§ **EXTRACTED INFORMATION**
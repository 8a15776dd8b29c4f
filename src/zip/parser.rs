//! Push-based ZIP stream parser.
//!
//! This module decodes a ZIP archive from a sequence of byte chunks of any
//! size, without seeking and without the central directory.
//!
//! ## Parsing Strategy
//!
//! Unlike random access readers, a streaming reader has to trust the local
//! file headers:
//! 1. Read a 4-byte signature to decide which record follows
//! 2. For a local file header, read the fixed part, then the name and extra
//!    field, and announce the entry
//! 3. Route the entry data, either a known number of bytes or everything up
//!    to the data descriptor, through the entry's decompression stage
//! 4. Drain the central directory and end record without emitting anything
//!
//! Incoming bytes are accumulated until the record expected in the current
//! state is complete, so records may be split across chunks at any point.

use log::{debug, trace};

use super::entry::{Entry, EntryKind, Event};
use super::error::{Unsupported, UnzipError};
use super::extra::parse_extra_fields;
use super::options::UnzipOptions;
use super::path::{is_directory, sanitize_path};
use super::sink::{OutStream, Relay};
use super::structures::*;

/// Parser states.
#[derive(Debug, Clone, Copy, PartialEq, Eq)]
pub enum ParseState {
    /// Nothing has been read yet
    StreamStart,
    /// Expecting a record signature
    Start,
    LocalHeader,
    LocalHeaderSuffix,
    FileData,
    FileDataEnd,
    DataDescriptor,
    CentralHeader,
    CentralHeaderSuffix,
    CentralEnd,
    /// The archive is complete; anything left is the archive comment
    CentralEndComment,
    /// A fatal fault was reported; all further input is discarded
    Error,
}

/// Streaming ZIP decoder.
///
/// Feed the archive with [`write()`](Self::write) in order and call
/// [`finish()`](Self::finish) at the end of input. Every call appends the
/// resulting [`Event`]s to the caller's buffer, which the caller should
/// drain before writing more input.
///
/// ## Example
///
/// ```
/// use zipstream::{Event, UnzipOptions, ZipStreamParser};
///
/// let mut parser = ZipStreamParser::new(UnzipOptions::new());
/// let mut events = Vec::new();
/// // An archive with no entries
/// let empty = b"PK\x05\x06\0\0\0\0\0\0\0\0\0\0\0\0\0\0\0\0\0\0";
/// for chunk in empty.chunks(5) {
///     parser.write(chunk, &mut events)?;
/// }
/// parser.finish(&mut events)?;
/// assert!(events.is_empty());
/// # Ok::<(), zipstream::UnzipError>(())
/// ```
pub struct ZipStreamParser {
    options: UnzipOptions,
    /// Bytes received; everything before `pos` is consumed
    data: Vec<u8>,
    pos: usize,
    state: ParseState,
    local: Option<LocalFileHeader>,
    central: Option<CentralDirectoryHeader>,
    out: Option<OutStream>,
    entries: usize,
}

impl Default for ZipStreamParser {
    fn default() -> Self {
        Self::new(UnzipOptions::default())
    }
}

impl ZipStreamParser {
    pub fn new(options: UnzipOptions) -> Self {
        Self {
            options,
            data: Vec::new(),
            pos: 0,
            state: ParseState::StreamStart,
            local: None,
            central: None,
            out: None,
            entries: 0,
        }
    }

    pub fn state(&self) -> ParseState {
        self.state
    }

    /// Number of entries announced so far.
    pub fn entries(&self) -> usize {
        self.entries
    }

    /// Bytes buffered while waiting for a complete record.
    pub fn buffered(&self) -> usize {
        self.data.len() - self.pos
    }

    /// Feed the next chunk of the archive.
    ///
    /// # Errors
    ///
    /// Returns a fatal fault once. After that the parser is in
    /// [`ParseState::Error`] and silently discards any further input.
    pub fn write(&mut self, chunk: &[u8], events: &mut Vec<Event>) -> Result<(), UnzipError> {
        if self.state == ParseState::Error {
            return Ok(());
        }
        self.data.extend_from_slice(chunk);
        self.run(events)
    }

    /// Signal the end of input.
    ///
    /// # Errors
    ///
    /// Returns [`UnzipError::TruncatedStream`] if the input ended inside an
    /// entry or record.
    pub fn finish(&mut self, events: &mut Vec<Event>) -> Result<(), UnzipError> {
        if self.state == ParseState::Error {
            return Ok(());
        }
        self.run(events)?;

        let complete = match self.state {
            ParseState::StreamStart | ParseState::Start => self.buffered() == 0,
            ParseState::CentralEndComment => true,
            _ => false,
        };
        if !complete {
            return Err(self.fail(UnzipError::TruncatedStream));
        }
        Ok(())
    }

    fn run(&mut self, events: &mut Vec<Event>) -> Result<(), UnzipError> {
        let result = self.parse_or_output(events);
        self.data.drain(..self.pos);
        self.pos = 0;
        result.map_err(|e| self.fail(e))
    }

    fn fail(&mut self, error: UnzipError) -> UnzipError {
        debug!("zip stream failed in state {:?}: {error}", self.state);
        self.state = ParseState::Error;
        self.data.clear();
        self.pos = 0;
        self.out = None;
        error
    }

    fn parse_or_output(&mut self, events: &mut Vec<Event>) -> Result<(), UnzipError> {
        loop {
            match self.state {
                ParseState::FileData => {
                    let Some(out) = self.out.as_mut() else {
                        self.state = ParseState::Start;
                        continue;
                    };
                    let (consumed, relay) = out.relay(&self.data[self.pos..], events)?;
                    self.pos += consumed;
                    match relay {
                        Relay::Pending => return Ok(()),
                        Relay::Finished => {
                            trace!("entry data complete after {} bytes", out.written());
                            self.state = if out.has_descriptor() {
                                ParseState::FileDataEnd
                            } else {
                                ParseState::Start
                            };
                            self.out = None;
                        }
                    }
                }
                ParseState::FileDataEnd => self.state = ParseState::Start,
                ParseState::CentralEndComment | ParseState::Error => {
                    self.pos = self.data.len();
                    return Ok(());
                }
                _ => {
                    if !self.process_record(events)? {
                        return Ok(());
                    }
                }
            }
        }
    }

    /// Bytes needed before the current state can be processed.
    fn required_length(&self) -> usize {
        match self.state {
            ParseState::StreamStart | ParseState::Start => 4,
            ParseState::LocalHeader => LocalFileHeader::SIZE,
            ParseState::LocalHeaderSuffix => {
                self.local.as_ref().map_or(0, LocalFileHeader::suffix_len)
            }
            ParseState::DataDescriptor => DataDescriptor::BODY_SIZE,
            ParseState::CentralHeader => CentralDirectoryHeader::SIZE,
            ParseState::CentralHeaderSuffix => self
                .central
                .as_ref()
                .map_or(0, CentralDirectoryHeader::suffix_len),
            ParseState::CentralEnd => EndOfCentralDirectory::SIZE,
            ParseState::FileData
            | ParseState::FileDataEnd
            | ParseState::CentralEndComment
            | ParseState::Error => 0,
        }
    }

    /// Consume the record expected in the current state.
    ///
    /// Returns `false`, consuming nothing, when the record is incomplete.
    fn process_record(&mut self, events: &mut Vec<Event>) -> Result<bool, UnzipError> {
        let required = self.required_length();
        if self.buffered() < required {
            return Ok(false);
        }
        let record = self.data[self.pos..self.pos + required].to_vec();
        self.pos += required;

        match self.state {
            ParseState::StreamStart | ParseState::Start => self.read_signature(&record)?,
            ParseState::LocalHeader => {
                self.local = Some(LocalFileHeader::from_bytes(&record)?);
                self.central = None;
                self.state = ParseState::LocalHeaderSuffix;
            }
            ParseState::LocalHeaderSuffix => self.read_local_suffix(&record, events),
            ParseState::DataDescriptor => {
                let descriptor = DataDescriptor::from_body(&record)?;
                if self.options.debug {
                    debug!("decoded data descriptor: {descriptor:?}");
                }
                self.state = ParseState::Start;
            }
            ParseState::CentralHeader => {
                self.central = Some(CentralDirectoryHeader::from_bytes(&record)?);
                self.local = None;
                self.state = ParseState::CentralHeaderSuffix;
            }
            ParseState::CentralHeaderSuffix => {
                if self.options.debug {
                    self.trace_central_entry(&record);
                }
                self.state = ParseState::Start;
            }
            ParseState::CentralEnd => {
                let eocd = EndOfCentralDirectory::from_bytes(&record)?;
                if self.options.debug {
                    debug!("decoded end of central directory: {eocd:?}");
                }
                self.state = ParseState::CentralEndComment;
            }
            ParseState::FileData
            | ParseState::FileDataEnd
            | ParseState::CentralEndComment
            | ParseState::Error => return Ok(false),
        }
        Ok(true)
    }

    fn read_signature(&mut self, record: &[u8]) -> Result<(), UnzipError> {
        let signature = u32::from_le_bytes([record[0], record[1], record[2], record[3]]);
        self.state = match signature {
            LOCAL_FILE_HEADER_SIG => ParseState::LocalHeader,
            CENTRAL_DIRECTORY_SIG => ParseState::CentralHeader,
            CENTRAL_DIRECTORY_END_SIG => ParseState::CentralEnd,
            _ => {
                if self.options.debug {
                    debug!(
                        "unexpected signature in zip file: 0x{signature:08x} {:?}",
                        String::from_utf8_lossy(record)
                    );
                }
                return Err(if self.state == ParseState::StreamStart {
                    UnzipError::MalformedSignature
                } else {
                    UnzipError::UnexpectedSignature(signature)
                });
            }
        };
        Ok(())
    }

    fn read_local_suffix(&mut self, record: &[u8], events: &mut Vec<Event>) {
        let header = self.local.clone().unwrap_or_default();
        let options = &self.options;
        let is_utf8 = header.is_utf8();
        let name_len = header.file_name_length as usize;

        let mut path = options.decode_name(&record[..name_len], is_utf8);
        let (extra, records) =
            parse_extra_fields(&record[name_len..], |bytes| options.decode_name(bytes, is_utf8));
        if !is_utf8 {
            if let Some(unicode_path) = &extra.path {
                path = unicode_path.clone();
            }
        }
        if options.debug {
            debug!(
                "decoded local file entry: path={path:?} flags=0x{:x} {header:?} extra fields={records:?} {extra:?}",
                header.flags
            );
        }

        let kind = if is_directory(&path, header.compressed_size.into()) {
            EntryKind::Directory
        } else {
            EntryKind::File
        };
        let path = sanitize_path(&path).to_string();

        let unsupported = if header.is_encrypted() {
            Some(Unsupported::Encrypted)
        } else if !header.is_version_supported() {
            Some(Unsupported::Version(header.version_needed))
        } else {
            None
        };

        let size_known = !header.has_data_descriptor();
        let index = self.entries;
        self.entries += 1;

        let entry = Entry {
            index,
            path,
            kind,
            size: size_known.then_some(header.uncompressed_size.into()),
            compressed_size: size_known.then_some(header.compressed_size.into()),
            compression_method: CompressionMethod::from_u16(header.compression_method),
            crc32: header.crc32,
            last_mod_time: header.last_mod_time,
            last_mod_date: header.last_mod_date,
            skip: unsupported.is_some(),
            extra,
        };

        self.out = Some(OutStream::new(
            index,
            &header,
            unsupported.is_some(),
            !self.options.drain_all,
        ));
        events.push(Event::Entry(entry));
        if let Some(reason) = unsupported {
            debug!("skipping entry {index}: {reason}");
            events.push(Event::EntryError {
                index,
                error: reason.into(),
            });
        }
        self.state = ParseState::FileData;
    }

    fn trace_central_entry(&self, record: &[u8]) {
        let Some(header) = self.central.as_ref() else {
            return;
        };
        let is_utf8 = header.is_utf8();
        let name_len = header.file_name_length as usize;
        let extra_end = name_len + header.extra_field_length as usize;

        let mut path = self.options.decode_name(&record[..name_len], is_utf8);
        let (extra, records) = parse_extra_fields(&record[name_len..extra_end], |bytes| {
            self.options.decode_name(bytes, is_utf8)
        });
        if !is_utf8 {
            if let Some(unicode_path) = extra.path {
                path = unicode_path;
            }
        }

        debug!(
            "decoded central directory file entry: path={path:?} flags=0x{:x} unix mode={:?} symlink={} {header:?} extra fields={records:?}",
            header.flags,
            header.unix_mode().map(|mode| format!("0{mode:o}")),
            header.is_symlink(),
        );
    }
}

==

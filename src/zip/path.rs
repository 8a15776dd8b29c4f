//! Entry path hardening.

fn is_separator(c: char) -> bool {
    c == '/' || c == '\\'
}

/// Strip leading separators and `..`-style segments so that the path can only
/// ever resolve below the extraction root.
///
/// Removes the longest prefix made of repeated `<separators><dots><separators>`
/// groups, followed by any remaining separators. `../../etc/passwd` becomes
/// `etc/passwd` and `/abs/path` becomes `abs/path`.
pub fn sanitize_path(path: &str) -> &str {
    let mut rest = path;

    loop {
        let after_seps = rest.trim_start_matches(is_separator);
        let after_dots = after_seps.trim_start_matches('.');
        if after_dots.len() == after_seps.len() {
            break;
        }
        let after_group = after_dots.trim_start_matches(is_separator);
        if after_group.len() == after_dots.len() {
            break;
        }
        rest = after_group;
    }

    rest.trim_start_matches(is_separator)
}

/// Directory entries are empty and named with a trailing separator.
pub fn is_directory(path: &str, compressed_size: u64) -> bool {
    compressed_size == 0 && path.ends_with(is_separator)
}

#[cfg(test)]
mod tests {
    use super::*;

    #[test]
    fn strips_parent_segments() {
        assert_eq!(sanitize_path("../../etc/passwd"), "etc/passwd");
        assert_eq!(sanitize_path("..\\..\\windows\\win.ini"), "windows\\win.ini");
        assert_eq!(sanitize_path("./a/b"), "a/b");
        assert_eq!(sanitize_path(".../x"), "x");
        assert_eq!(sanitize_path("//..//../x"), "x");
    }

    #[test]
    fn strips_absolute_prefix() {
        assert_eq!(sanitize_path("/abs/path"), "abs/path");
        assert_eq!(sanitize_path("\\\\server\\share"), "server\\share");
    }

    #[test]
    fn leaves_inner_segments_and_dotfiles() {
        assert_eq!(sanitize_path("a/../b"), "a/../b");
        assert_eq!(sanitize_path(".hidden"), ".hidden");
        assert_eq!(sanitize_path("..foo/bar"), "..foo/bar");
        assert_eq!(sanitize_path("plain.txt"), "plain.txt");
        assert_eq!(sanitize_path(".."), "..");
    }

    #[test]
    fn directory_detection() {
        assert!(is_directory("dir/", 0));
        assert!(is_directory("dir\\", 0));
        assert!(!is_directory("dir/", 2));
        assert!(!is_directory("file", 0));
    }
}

==

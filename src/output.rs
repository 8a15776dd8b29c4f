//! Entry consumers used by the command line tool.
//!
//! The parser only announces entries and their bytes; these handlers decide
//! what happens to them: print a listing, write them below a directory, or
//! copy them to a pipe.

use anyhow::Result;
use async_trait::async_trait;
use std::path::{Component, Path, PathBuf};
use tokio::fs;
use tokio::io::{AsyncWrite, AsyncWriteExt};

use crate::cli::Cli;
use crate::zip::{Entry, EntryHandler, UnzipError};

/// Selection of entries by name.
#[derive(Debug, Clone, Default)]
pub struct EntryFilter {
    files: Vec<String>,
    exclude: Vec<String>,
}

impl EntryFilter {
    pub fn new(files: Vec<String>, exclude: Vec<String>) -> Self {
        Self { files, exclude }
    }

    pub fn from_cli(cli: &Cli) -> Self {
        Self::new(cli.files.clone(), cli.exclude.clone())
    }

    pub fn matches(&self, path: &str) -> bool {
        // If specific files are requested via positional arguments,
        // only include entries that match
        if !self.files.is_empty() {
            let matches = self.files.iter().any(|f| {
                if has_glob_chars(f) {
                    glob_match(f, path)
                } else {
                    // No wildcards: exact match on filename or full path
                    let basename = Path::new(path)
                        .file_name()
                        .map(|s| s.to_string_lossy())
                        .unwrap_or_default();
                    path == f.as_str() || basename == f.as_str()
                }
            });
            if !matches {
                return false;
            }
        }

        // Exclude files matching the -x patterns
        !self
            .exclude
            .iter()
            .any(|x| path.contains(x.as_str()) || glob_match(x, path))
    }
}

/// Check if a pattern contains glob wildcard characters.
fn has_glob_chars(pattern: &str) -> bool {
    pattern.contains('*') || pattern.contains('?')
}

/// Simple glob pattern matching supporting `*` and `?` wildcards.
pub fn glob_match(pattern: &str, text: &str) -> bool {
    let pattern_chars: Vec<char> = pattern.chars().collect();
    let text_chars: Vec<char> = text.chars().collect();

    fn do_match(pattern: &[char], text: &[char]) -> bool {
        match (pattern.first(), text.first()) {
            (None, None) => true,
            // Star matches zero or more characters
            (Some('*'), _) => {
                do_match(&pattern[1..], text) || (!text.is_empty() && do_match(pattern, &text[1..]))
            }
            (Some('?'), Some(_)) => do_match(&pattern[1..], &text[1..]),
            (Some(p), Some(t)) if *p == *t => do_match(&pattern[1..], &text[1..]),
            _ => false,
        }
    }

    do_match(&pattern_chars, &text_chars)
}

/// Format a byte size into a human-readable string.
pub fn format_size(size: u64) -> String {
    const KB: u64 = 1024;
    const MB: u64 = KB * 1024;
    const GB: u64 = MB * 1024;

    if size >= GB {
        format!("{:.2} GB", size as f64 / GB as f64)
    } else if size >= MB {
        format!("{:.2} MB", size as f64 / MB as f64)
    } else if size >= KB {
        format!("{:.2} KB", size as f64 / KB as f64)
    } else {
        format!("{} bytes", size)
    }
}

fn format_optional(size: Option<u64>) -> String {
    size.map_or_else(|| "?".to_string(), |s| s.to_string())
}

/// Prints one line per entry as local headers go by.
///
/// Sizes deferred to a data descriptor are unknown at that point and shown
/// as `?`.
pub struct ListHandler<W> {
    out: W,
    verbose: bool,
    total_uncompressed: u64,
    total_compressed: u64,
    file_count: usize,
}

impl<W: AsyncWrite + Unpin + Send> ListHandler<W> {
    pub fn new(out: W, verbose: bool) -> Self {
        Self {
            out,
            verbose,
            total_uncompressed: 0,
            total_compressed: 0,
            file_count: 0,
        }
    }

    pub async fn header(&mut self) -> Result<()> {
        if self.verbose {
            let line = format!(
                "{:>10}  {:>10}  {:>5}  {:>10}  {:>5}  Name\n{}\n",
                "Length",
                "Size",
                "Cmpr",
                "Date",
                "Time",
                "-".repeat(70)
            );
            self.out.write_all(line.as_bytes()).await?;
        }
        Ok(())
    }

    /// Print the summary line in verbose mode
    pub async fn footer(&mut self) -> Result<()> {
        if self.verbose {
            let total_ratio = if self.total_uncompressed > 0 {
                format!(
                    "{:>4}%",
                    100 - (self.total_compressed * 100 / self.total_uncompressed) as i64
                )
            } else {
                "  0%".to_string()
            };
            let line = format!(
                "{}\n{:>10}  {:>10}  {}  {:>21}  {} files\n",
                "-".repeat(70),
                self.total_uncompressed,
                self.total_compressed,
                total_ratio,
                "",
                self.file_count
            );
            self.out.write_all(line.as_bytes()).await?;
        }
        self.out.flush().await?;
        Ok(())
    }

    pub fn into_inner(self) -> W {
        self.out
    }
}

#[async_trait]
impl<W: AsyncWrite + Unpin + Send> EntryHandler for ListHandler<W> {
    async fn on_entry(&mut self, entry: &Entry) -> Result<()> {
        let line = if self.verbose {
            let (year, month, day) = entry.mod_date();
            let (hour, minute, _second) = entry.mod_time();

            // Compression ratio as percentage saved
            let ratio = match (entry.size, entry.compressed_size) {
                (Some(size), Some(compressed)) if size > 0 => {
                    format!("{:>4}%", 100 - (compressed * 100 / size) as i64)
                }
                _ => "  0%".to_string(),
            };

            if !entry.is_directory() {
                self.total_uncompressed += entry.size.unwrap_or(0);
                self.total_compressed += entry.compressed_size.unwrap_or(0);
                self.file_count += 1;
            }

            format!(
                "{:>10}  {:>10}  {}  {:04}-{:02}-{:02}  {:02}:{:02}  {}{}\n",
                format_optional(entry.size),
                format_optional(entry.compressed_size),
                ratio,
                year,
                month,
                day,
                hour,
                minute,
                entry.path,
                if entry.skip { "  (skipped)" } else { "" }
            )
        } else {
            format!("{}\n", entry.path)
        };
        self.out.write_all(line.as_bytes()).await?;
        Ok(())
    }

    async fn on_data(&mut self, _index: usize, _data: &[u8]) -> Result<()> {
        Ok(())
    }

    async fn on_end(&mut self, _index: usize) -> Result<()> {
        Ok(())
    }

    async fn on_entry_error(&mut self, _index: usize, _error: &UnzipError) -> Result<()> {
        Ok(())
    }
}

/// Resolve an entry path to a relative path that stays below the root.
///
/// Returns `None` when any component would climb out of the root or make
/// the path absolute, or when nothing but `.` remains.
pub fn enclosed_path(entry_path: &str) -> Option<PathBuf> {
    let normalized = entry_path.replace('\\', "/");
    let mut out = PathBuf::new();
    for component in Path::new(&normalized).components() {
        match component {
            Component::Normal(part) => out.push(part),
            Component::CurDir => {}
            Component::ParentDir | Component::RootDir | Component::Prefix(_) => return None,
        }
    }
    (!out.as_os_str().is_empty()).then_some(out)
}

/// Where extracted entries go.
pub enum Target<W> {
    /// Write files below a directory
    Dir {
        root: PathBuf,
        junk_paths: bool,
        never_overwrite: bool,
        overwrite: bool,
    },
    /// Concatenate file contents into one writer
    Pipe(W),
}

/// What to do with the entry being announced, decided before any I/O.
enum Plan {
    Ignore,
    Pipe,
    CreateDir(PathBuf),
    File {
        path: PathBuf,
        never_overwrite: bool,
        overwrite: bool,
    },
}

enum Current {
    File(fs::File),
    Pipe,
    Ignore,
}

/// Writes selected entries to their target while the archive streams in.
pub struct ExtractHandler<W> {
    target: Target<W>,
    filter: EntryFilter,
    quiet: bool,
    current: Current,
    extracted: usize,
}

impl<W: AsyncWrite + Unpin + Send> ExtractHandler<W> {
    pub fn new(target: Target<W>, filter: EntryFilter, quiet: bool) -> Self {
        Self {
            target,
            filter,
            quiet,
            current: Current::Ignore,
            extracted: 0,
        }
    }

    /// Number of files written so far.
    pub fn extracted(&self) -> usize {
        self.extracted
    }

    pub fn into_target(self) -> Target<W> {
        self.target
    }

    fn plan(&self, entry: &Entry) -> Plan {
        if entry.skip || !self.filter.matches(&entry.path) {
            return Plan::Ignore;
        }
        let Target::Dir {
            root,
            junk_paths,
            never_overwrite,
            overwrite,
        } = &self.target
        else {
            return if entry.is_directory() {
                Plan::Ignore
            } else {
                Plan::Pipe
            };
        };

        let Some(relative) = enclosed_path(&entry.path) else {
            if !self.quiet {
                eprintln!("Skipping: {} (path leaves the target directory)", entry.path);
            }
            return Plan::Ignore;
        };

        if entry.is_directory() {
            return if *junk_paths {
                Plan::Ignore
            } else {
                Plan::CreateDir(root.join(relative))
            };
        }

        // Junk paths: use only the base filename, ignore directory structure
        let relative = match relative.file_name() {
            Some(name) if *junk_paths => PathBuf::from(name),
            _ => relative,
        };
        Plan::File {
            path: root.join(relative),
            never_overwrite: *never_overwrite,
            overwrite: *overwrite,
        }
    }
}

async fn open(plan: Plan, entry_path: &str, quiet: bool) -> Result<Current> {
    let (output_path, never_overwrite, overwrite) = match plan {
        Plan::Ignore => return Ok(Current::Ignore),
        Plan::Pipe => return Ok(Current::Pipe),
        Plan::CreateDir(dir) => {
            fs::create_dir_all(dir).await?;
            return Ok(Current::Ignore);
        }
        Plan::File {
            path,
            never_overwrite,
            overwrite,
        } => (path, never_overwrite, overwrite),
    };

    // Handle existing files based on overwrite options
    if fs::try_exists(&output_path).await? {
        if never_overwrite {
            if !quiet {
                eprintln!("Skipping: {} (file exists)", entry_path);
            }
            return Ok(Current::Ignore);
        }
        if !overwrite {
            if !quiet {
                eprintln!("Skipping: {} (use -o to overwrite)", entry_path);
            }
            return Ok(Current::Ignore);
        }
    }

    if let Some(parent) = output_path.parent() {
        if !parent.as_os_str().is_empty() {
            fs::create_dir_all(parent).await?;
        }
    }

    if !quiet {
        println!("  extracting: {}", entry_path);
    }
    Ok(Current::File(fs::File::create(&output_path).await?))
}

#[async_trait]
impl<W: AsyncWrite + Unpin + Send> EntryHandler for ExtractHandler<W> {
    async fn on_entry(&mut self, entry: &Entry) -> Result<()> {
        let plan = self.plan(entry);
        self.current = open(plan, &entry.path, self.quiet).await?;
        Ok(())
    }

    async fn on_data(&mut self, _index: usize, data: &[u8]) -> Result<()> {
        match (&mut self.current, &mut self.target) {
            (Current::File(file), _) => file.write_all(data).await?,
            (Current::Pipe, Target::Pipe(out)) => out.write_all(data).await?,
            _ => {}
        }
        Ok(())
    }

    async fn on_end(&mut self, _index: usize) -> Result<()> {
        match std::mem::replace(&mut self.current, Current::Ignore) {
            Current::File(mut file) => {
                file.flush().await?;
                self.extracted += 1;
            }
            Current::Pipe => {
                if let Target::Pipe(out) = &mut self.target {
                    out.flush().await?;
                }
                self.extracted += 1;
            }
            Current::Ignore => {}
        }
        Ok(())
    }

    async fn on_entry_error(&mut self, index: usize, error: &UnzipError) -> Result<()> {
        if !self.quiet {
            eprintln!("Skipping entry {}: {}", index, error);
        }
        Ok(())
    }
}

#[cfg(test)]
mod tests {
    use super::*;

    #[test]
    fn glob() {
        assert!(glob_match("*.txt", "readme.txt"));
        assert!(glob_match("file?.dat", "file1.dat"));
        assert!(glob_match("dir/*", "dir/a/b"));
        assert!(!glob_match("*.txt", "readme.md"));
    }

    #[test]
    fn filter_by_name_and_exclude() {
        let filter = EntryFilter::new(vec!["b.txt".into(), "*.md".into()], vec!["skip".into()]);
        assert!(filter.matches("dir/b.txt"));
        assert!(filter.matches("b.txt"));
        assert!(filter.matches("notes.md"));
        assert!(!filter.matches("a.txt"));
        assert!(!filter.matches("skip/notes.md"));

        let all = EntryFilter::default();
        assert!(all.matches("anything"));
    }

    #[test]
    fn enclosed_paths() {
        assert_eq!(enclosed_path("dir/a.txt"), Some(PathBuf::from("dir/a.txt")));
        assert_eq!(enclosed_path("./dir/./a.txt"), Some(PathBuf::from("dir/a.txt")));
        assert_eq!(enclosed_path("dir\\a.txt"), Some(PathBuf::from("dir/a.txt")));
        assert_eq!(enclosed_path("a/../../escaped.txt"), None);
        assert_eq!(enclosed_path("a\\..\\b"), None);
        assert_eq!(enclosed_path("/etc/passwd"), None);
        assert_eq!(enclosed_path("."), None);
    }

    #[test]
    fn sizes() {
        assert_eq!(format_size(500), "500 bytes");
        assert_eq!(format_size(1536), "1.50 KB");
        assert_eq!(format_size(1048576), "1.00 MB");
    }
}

§ **EXERCISE DETAILS**
Show all lines from the data that contain "quiet".

§ **SOLVED PROBLEM**
    quiet: bool,
    pub fn new(target: Target<W>, filter: EntryFilter, quiet: bool) -> Self {
            quiet,
            if !self.quiet {
async fn open(plan: Plan, entry_path: &str, quiet: bool) -> Result<Current> {
            if !quiet {
            if !quiet {
    if !quiet {
        self.current = open(plan, &entry.path, self.quiet).await?;
        if !self.quiet {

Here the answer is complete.